Recognizing opportunities to make a profit in China, some U.S. manufacturers have announced plans for joint ventures in that country. One example is the International Textile Group-China Ting venture. U.S. capitalist Wilbur Ross formed ITG by merging Burlington Industries—at one time the world’s largest textile company with 80,000 employees and 149 plants—and Cone Mills, a denim maker. Ross bought both of these companies after they declared bankruptcy.

Many in the big-business media have hailed the fact that employers worldwide will use the dropping of MFA quotas to push for further cuts in wages and working conditions. “It’s a new world order now, where Thailand and Turkey will compete furiously to reduce costs and eliminate unnecessary red tape, all so they can be the ones awarded the contract to run up your next pair of jeans,” said an editorial in the New York Times. “Let’s pull up the anchor; it’s time for those ships to sail.”

Others in big business, like those represented by the NCTO, continue to complain about “unfair competition” from textile and apparel production in semicolonial countries.

This demagogy notwithstanding, finance capital from the United States and the rest of the imperialist world robs enormous amounts of wealth from these countries for the coffers of imperialist banks and other financial institutions. This extortion is guaranteed not primarily by “unfair” terms of trade imposed from the outside onto the world market. It is guaranteed primarily by the differential value of labor power and the gap in the productivity of labor between the imperialist countries, on the one hand, and those exploited by imperialism, on the other.

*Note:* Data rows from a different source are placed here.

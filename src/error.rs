//! Error types for the catalog service
//!
//! Provides unified error handling using thiserror.

use axum::{
    http::StatusCode,
    response::{IntoResponse, Response},
    Json,
};
use serde::Serialize;
use serde_json::json;
use thiserror::Error;

// == Field Violation ==
/// A single field that failed validation, with the reason.
#[derive(Debug, Clone, PartialEq, Eq, Serialize)]
pub struct FieldViolation {
    /// Name of the offending field
    pub field: String,
    /// Human readable reason
    pub message: String,
}

impl FieldViolation {
    pub fn new(field: impl Into<String>, message: impl Into<String>) -> Self {
        Self {
            field: field.into(),
            message: message.into(),
        }
    }
}

// == Catalog Error Enum ==
/// Unified error type for the catalog service.
#[derive(Error, Debug)]
pub enum CatalogError {
    /// Backing document could not be read, parsed or written
    #[error("Store unavailable: {0}")]
    StoreUnavailable(String),

    /// No item with the requested id
    #[error("Item not found: {0}")]
    NotFound(String),

    /// Patch carries an id that disagrees with the path id
    #[error("Id mismatch: path id {path_id} but body id {body_id}")]
    Conflict { path_id: i64, body_id: i64 },

    /// Draft or patch failed validation
    #[error("Validation failed: {}", join_fields(.0))]
    Validation(Vec<FieldViolation>),

    /// Stats requested over an empty collection
    #[error("Cannot compute stats over an empty collection")]
    EmptyCollection,

    /// Malformed query parameters
    #[error("Invalid query: {0}")]
    InvalidQuery(String),
}

fn join_fields(violations: &[FieldViolation]) -> String {
    violations
        .iter()
        .map(|v| format!("{} ({})", v.field, v.message))
        .collect::<Vec<_>>()
        .join(", ")
}

// == IntoResponse Implementation ==
impl IntoResponse for CatalogError {
    fn into_response(self) -> Response {
        let status = match &self {
            CatalogError::StoreUnavailable(_) => StatusCode::INTERNAL_SERVER_ERROR,
            CatalogError::NotFound(_) => StatusCode::NOT_FOUND,
            CatalogError::Conflict { .. } => StatusCode::CONFLICT,
            CatalogError::Validation(_) => StatusCode::BAD_REQUEST,
            CatalogError::EmptyCollection => StatusCode::NOT_FOUND,
            CatalogError::InvalidQuery(_) => StatusCode::BAD_REQUEST,
        };

        if status.is_server_error() {
            tracing::error!("{}", self);
        }

        let body = match &self {
            CatalogError::Validation(fields) => Json(json!({
                "error": "Validation failed",
                "fields": fields,
            })),
            other => Json(json!({
                "error": other.to_string()
            })),
        };

        (status, body).into_response()
    }
}

// == Result Type Alias ==
/// Convenience Result type for the catalog service.
pub type Result<T> = std::result::Result<T, CatalogError>;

Wages and other labor costs for textile and clothing bosses, for example, average $.70 an hour in India, $.92 in China, $1.20 in Thailand, and $1.70 in Mexico, according to business studies. These countries face the problems of underdevelopment—including lack of electricity, roads, ports, and communications systems—which make it impossible for them to compete on an equal footing.

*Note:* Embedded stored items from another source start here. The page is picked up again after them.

//! Document Watch Task
//!
//! Background task that invalidates the stats snapshot whenever the backing
//! document changes on disk, including edits made outside this process.

use std::ffi::OsString;
use std::path::{Path, PathBuf};
use std::sync::Arc;

use notify::{Event, EventKind, RecommendedWatcher, RecursiveMode, Watcher};
use tokio::sync::mpsc;
use tokio::task::JoinHandle;
use tracing::{debug, error, info};

use crate::stats::StatsCache;

/// Spawns a task watching `path` and invalidating `stats` on change.
///
/// The parent directory is watched rather than the file itself, because the
/// store replaces the document by rename and a watch on the old inode would
/// go quiet after the first write.
///
/// # Returns
/// A JoinHandle for the spawned task, which can be used to abort the task
/// during graceful shutdown. Fails if the OS watcher cannot be set up.
pub fn spawn_watch_task(path: PathBuf, stats: Arc<StatsCache>) -> notify::Result<JoinHandle<()>> {
    let dir = watch_dir(&path);
    let file_name = path.file_name().map(|n| n.to_os_string());

    let (tx, mut rx) = mpsc::unbounded_channel();

    // OS watcher -> async bridge
    let mut watcher = RecommendedWatcher::new(
        move |res: notify::Result<Event>| {
            if let Err(e) = tx.send(res) {
                error!("Failed to forward file watcher event: {}", e);
            }
        },
        notify::Config::default(),
    )?;
    watcher.watch(&dir, RecursiveMode::NonRecursive)?;

    info!("Watching {} for changes", path.display());

    Ok(tokio::spawn(async move {
        // Dropping the watcher stops event delivery
        let _watcher = watcher;

        while let Some(res) = rx.recv().await {
            match res {
                Ok(event) if touches_document(&event, file_name.as_ref()) => {
                    info!("Data file changed, invalidating stats cache");
                    stats.invalidate();
                }
                Ok(event) => debug!("Ignoring watcher event {:?}", event.kind),
                Err(e) => error!("File watcher error: {}", e),
            }
        }
    }))
}

fn watch_dir(path: &Path) -> PathBuf {
    match path.parent() {
        Some(parent) if !parent.as_os_str().is_empty() => parent.to_path_buf(),
        _ => PathBuf::from("."),
    }
}

fn touches_document(event: &Event, file_name: Option<&OsString>) -> bool {
    let relevant_kind = matches!(
        event.kind,
        EventKind::Create(_) | EventKind::Modify(_) | EventKind::Remove(_)
    );
    relevant_kind
        && event
            .paths
            .iter()
            .any(|p| p.file_name().map(|n| n.to_os_string()).as_ref() == file_name)
}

Imperialism warps the economic structures of the semicolonial world. The “comparative advantage” of oppressed nations in the world capitalist market is largely restricted to producing and exporting agricultural goods and raw materials, as well as in recent decades serving as an “export platform” for light manufactures or other industrial goods—like garment and textiles—often made in imperialist-owned factories. Even with regard to these goods, countries in the semicolonial world get slapped down every time they try to horn in on markets sought by the titans of agriculture and industry in North America, Europe, and Japan.

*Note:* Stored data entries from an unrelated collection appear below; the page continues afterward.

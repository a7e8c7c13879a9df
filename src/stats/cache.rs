//! Stats Cache Module
//!
//! Memoizes the stats snapshot for a fixed window.
//!
//! The cache is Cold (no memo) or Warm (memo younger than the TTL). Expiry
//! is checked lazily against the injected clock on each request; any
//! mutation of the document, whether through the store or an external edit
//! picked up by the watcher, calls [`StatsCache::invalidate`].

use std::sync::{Arc, Mutex, MutexGuard};

use chrono::Duration;
use tracing::debug;

use crate::clock::Clock;
use crate::error::Result;
use crate::stats::{EmptyStatsPolicy, StatsSnapshot};
use crate::store::ItemStore;

/// Default snapshot lifetime in seconds.
pub const DEFAULT_STATS_TTL_SECS: i64 = 5 * 60;

#[derive(Debug, Default)]
struct CacheState {
    memo: Option<StatsSnapshot>,
    /// Bumped on every invalidation. A recompute that started under an
    /// older generation must not install its result.
    generation: u64,
}

// == Stats Cache ==
pub struct StatsCache {
    store: Arc<ItemStore>,
    clock: Arc<dyn Clock>,
    ttl: Duration,
    empty_policy: EmptyStatsPolicy,
    state: Mutex<CacheState>,
}

impl StatsCache {
    // == Constructor ==
    pub fn new(
        store: Arc<ItemStore>,
        clock: Arc<dyn Clock>,
        ttl: Duration,
        empty_policy: EmptyStatsPolicy,
    ) -> Self {
        Self {
            store,
            clock,
            ttl,
            empty_policy,
            state: Mutex::new(CacheState::default()),
        }
    }

    // == Get ==
    /// Returns the memoized snapshot while warm, otherwise recomputes.
    ///
    /// A failed recompute leaves the cache cold and returns the error.
    pub async fn get(&self) -> Result<StatsSnapshot> {
        let generation = {
            let state = self.lock_state();
            if let Some(memo) = state.memo.as_ref().filter(|m| self.is_fresh(m)) {
                debug!("Serving stats from cache");
                return Ok(memo.clone());
            }
            state.generation
        };

        debug!("Calculating fresh stats");
        let items = self.store.load_all().await?;
        let snapshot = StatsSnapshot::compute(&items, self.clock.now(), self.empty_policy)?;

        let mut state = self.lock_state();
        if state.generation == generation {
            state.memo = Some(snapshot.clone());
        }
        Ok(snapshot)
    }

    // == Invalidate ==
    /// Drops the memo; the next `get` recomputes.
    pub fn invalidate(&self) {
        let mut state = self.lock_state();
        state.memo = None;
        state.generation = state.generation.wrapping_add(1);
    }

    // == Is Warm ==
    /// True when a memo exists and is within the TTL.
    pub fn is_warm(&self) -> bool {
        self.lock_state()
            .memo
            .as_ref()
            .is_some_and(|memo| self.is_fresh(memo))
    }

    fn is_fresh(&self, memo: &StatsSnapshot) -> bool {
        self.clock.now() - memo.cached_at < self.ttl
    }

    fn lock_state(&self) -> MutexGuard<'_, CacheState> {
        self.state.lock().unwrap_or_else(|e| e.into_inner())
    }
}
//! Item Catalog - A small catalog service over a single JSON document
//!
//! Provides CRUD over items with whole-document persistence, and aggregate
//! stats memoized for a fixed window.

pub mod api;
pub mod clock;
pub mod config;
pub mod error;
pub mod models;
pub mod stats;
pub mod store;
pub mod tasks;

pub use api::AppState;
pub use config::Config;
pub use tasks::spawn_watch_task;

Countries where apparel and textile predominate have been and will continue to be vulnerable to protectionist measures. These include Bangladesh, where garments account for 77 percent of total exports—of which 94 percent goes to markets until now governed by MFA quotas; Sri Lanka, where 71 percent of export revenues are from textile; and Pakistan, where 45 percent of manufacturing jobs are in textiles.

Worldwide employment in the textile and garment industries is estimated at tens of millions of workers. As the world capitalist economic crisis deepens, textile and garment bosses are competing ferociously to increase their cut of the surplus value produced by these workers. Textile and garment workers all over the world face the common problems of lay-offs, speedup, longer working hours, stepped-up attacks on our working conditions, and lack of medical care and pensions. Workers face a common enemy, too: the textile and clothing bosses and the capitalist governments that represent their interests in every country where we live.

Anne Parker is a textile worker in Atlanta.